* [Material for this exercise]:
□ □ □ □
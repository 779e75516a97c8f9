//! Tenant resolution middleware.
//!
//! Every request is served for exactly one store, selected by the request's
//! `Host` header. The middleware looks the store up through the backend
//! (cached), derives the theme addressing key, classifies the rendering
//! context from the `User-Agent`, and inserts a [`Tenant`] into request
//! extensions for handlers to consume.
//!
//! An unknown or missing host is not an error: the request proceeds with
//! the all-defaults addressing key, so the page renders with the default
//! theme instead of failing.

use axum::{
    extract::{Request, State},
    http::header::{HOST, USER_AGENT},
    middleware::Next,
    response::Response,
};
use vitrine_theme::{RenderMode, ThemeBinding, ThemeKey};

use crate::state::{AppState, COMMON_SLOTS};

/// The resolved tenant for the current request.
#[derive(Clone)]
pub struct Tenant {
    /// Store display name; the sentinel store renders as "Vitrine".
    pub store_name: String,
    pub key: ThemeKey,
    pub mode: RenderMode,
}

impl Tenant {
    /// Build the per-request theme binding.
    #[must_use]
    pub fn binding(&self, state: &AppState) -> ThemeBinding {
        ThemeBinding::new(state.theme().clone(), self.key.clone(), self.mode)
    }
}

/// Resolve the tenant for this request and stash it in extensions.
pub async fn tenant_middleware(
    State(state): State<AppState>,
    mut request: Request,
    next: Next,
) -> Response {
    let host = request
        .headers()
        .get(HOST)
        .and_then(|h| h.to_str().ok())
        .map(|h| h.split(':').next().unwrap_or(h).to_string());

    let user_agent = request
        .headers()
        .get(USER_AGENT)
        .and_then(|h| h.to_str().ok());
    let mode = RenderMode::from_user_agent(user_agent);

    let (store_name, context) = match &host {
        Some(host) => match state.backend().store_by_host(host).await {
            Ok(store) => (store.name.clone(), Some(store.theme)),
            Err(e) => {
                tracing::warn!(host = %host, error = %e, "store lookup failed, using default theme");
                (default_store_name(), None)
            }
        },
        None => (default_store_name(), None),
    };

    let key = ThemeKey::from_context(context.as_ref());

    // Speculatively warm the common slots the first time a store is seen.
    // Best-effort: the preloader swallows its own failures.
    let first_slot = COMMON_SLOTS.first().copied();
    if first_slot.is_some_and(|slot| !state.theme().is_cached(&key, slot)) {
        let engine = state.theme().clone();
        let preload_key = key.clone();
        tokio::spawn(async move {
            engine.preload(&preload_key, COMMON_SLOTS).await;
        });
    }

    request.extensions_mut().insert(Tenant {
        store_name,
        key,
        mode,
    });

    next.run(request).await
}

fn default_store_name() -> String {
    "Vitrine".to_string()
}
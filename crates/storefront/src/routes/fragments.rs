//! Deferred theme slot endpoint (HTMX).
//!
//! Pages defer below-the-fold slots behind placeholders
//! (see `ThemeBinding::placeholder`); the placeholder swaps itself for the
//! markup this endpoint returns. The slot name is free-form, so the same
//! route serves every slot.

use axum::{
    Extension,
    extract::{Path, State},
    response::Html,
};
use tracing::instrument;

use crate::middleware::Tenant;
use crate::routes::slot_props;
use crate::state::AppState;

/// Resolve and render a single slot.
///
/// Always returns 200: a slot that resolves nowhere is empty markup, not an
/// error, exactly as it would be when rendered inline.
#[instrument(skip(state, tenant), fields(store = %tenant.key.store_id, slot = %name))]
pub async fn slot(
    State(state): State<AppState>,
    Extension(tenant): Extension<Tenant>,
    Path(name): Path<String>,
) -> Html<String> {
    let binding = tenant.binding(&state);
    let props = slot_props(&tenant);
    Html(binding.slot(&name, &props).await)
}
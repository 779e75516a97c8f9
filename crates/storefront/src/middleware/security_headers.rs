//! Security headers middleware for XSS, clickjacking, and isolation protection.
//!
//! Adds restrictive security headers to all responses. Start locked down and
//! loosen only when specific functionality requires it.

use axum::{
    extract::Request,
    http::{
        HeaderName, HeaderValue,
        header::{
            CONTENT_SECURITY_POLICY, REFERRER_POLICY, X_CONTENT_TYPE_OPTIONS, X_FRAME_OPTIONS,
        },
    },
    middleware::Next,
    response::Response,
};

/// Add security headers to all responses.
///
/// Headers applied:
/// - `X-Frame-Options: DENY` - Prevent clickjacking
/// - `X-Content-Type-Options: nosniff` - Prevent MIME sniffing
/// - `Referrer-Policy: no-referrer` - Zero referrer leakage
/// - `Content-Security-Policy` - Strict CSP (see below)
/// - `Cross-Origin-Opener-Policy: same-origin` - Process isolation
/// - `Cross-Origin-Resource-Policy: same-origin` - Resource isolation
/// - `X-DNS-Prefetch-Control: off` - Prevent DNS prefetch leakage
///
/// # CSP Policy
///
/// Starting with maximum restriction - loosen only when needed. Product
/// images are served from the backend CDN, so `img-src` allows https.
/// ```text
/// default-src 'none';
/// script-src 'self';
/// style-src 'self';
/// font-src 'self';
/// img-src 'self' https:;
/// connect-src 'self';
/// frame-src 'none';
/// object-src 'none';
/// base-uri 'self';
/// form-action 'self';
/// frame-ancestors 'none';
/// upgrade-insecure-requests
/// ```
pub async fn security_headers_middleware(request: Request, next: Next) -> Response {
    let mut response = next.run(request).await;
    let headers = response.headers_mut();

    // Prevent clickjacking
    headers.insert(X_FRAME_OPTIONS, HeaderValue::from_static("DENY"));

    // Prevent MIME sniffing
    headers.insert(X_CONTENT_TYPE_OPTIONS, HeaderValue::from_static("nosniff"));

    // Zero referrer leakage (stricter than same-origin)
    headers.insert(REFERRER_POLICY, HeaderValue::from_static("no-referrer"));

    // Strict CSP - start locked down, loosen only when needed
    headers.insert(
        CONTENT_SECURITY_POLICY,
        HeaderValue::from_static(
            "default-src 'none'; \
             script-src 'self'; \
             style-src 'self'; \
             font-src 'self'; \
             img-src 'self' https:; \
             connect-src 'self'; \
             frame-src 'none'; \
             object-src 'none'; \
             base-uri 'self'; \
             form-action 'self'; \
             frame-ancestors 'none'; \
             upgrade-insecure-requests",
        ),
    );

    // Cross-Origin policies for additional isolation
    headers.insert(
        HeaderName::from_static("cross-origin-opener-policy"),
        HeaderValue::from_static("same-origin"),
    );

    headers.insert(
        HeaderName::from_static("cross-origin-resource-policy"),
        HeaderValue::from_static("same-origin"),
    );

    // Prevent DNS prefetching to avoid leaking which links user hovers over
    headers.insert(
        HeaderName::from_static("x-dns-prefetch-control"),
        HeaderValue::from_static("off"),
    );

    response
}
□ □ □ □
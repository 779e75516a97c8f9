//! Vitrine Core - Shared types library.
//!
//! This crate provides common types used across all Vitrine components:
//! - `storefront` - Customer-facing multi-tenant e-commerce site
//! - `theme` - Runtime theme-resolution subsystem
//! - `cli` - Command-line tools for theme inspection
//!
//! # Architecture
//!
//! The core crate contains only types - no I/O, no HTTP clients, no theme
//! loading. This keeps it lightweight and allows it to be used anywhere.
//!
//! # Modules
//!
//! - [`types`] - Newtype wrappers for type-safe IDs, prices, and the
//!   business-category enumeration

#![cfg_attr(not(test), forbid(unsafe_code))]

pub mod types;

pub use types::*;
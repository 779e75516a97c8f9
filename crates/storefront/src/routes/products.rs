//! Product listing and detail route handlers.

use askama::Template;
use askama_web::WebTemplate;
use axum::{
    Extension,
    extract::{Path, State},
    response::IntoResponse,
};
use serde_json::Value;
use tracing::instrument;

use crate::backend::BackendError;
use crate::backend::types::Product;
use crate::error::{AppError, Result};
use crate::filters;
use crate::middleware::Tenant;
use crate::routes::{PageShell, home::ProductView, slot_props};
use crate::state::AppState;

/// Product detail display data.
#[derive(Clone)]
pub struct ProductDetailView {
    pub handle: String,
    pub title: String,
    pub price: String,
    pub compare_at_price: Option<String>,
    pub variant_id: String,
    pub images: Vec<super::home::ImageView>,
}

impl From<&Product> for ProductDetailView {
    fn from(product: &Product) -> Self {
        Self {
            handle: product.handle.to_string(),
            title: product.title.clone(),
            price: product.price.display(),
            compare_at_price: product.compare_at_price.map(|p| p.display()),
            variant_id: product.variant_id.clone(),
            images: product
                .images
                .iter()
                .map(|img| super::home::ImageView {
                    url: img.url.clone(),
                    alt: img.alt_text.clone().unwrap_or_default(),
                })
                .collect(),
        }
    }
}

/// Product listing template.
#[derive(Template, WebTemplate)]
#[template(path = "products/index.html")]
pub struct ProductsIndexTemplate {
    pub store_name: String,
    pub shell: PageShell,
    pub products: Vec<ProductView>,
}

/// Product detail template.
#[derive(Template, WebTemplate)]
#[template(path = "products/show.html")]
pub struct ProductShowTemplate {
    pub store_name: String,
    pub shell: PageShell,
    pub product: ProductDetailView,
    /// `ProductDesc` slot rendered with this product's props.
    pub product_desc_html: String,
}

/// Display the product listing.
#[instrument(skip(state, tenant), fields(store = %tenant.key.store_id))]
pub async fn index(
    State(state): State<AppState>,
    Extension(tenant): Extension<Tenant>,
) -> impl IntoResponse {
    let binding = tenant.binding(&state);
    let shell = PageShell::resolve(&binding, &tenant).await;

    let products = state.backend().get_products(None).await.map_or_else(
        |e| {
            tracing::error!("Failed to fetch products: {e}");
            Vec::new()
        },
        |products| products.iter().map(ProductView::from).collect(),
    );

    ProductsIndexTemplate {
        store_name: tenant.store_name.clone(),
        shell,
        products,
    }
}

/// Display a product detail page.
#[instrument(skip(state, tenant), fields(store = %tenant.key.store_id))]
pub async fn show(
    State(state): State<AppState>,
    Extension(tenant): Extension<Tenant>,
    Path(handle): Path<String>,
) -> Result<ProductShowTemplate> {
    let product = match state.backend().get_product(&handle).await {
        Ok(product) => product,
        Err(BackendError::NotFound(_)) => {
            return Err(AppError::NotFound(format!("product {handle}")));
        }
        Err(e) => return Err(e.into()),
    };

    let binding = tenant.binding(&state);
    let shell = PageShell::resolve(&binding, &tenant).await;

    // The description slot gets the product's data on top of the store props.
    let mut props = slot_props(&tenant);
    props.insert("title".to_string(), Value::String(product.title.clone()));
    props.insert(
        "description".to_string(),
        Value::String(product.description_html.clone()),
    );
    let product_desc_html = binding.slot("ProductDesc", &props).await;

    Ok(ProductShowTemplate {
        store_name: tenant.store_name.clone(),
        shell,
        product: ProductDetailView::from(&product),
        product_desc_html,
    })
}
□ □ □ □
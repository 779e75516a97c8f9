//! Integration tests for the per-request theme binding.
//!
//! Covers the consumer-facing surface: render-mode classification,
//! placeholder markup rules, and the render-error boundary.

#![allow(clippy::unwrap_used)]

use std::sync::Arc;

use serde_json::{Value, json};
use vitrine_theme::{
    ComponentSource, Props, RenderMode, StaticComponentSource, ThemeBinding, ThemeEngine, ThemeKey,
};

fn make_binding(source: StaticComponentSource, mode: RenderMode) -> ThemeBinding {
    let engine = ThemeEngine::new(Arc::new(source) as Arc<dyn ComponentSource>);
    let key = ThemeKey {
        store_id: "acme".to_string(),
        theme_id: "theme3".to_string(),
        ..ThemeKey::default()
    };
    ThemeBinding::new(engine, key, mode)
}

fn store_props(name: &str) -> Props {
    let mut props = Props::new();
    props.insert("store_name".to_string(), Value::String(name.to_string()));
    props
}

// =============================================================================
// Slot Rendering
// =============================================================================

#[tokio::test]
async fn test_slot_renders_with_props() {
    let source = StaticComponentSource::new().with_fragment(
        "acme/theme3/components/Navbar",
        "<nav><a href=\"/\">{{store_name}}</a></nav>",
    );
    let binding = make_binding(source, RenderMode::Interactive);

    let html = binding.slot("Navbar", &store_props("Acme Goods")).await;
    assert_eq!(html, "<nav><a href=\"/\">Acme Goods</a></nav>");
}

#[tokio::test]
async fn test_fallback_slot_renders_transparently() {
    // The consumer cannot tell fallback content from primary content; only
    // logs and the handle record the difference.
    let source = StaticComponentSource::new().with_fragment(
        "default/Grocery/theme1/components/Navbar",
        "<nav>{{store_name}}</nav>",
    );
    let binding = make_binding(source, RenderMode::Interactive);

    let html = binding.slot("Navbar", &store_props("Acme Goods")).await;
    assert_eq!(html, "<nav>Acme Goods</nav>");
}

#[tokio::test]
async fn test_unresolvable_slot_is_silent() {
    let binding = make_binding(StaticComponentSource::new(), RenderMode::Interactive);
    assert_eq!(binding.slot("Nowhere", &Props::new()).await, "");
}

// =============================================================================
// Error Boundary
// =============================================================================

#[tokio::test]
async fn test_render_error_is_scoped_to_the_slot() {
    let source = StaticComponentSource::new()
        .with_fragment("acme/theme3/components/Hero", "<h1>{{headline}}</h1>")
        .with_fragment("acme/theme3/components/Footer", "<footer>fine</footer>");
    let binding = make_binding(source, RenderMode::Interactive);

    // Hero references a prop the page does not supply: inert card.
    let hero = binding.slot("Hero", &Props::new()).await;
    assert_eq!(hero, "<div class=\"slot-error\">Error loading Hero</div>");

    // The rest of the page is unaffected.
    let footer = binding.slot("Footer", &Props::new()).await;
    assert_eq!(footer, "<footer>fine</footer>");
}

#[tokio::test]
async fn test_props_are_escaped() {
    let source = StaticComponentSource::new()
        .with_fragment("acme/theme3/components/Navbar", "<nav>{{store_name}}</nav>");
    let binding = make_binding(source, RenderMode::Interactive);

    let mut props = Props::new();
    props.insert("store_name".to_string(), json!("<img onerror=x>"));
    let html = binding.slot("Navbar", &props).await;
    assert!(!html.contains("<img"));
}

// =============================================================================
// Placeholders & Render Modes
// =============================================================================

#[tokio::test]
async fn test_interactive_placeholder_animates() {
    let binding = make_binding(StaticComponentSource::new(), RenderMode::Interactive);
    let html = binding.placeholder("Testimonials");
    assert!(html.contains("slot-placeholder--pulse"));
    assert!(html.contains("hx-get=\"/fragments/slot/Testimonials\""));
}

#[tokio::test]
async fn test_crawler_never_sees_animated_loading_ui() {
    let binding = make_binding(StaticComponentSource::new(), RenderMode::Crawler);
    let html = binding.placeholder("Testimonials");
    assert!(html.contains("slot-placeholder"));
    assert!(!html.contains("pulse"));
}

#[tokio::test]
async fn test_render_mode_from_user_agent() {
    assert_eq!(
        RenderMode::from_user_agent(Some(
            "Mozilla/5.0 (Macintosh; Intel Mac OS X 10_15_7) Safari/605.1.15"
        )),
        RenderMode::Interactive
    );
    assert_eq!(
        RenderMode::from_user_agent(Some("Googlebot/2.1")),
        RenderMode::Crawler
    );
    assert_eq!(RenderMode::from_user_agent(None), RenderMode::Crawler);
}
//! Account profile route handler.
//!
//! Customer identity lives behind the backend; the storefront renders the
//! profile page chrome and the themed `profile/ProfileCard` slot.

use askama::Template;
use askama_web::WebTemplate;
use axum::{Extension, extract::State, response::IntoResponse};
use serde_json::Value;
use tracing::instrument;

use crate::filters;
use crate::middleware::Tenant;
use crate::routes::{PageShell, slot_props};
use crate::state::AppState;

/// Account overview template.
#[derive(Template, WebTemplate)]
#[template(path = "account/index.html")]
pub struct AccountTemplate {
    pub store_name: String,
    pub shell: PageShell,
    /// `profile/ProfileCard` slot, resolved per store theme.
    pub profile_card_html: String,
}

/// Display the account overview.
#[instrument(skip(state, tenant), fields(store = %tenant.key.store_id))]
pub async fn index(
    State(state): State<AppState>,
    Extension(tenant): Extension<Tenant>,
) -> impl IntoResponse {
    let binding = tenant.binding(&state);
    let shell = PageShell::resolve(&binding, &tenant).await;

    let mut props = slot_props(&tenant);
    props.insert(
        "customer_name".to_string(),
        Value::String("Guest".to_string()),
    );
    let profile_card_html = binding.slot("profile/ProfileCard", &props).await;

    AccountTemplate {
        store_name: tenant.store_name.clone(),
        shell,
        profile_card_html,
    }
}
□ □ □ □
* [Exercise goal]: Please return only the lines above, starting at the line that has "- Zero referrer leakage" and ending at the line that has "when needed. Product", keeping both and leaving each one unchanged.

* [Response to the exercise]:
/// - `Referrer-Policy: no-referrer` - Zero referrer leakage
/// - `Content-Security-Policy` - Strict CSP (see below)
/// - `Cross-Origin-Opener-Policy: same-origin` - Process isolation
/// - `Cross-Origin-Resource-Policy: same-origin` - Resource isolation
/// - `X-DNS-Prefetch-Control: off` - Prevent DNS prefetch leakage
///
/// # CSP Policy
///
/// Starting with maximum restriction - loosen only when needed. Product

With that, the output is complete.